🤖 AI Summary
Current AI systems in software engineering collaboration lack social-emotional capabilities, limiting human-AI collaborative effectiveness. Through semi-structured interviews and qualitative analysis with ten software professionals, this study reveals that developers primarily perceive AI as an intellectual partner rather than a social one. To address this gap, the work introduces the concept of “functional equivalence,” which translates social-emotional intelligence into actionable collaborative capacities—such as responsibility negotiation, contextual adaptation, and sustained cooperation. By prioritizing functional alignment over emotional mimicry, this framework redefines the design paradigm for human-AI collaboration, significantly enhancing collaborative outcomes.
📝 Abstract
As GenAI models are adopted to support software engineers and their development teams, understanding effective human-AI collaboration (HAIC) is increasingly important.
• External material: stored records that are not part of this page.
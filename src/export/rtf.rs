//! Legacy word processing export as Rich Text Format.

use super::ExportOptions;
use crate::error::Result;
use crate::model::{Color, Document, Element, TextStyle};

/// Render the document as RTF. Each page ends with a page break.
pub(crate) fn to_rtf(doc: &Document, _options: &ExportOptions) -> Result<Vec<u8>> {
    let plain = TextStyle::default();
    let mut colors = vec![Color::BLACK];
    let mut fonts = vec!["Helvetica".to_string()];
    for page in &doc.pages {
        for element in &page.elements {
            if let Some(style) = style_of(element, &plain) {
                if !colors.contains(&style.color) {
                    colors.push(style.color);
                }
                if let Some(name) = &style.font_name {
                    if !fonts.contains(name) {
                        fonts.push(name.clone());
                    }
                }
            }
        }
    }

    let mut out = String::from("{\\rtf1\\ansi\\deff0\n{\\fonttbl");
    for (i, name) in fonts.iter().enumerate() {
        out.push_str(&format!("{{\\f{}\\fswiss {};}}", i, escape_rtf(name)));
    }
    out.push_str("}\n{\\colortbl;");
    for c in &colors {
        out.push_str(&format!("\\red{}\\green{}\\blue{};", c.r, c.g, c.b));
    }
    out.push_str("}\n");

    let meta = &doc.metadata;
    out.push_str("{\\info");
    for (tag, value) in [("title", &meta.title), ("author", &meta.author), ("subject", &meta.subject)] {
        if let Some(value) = value {
            out.push_str(&format!("{{\\{} {}}}", tag, escape_rtf(value)));
        }
    }
    out.push_str("}\n");

    if let Some(page) = doc.pages.first() {
        let (w, h) = page.dimensions();
        out.push_str(&format!(
            "\\paperw{}\\paperh{}\\margl1440\\margr1440\\margt1440\\margb1440\n",
            (w * 20.0).round() as i64,
            (h * 20.0).round() as i64
        ));
    }

    let last = doc.pages.len().saturating_sub(1);
    for (i, page) in doc.pages.iter().enumerate() {
        let ctx = doc.context(i);
        for element in &page.elements {
            let Some(style) = style_of(element, &plain) else {
                continue;
            };
            let Some(text) = element.visible_text(ctx) else {
                continue;
            };
            let font = style
                .font_name
                .as_ref()
                .and_then(|name| fonts.iter().position(|f| f == name))
                .unwrap_or(0);
            // color table index 0 is "auto"
            let color = colors.iter().position(|c| *c == style.color).unwrap_or(0) + 1;

            out.push_str(&format!(
                "{{\\pard\\f{}\\fs{}\\cf{}",
                font,
                (style.font_size * 2.0).round().max(2.0) as u32,
                color
            ));
            if style.bold {
                out.push_str("\\b");
            }
            if style.italic {
                out.push_str("\\i");
            }
            if style.underline {
                out.push_str("\\ul");
            }
            out.push(' ');
            out.push_str(&escape_rtf(&text).replace('\n', "\\line "));
            out.push_str("\\par}\n");
        }
        if i < last {
            out.push_str("\\page\n");
        }
    }

    out.push('}');
    Ok(out.into_bytes())
}

fn style_of<'a>(element: &'a Element, plain: &'a TextStyle) -> Option<&'a TextStyle> {
    match element {
        Element::Text(run) => Some(&run.style),
        Element::PageNumber(stamp) => Some(&stamp.style),
        Element::Table(_) => Some(plain),
        _ => None,
    }
}

/// Escape RTF control characters; non-ASCII becomes `\uN?`.
fn escape_rtf(text: &str) -> String {
    let mut out = String::with_capacity(text.len());
    for c in text.chars() {
        match c {
            '\\' | '{' | '}' => {
                out.push('\\');
                out.push(c);
            }
            '\t' => out.push_str("\\tab "),
            c if c.is_ascii() => out.push(c),
            c => {
                let mut units = [0u16; 2];
                for unit in c.encode_utf16(&mut units) {
                    // RTF takes signed 16-bit code units
                    out.push_str(&format!("\\u{}?", *unit as i16));
                }
            }
        }
    }
    out
}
Socio-emotional intelligence (SEI) enhances collaboration among human teammates, but its role in HAIC remains unclear. Current AI systems lack SEI capabilities that humans bring to teamwork, creating a potential gap in collaborative dynamics. In this study, we investigate how software practitioners perceive the socio-emotional gap in HAIC and what capabilities AI systems require for effective collaboration. Through semi-structured interviews with 10 practitioners, we examine how they think about collaborating with human versus AI teammates, focusing on their SEI expectations and the AI capabilities they envision. Results indicate that practitioners currently view AI models as intellectual teammates rather than social partners and expect fewer SEI attributes from them than from human teammates. However, they see the socio-emotional gap not as AIs failure to exhibit SEI traits, but as a functional gap in collaborative capabilities (AIs inability to negotiate responsibilities, adapt contextually, or maintain sustained partnerships). We introduce the concept of functional equivalents: technical capabilities (internal cognition, contextual intelligence, adaptive learning, and collaborative intelligence) that achieve collaborative outcomes comparable to human SEI attributes. Our findings suggest that effective collaboration with AI for SE tasks may benefit from functional design rather than replicating human SEI traits for SE tasks, thereby redefining collaboration as functional alignment.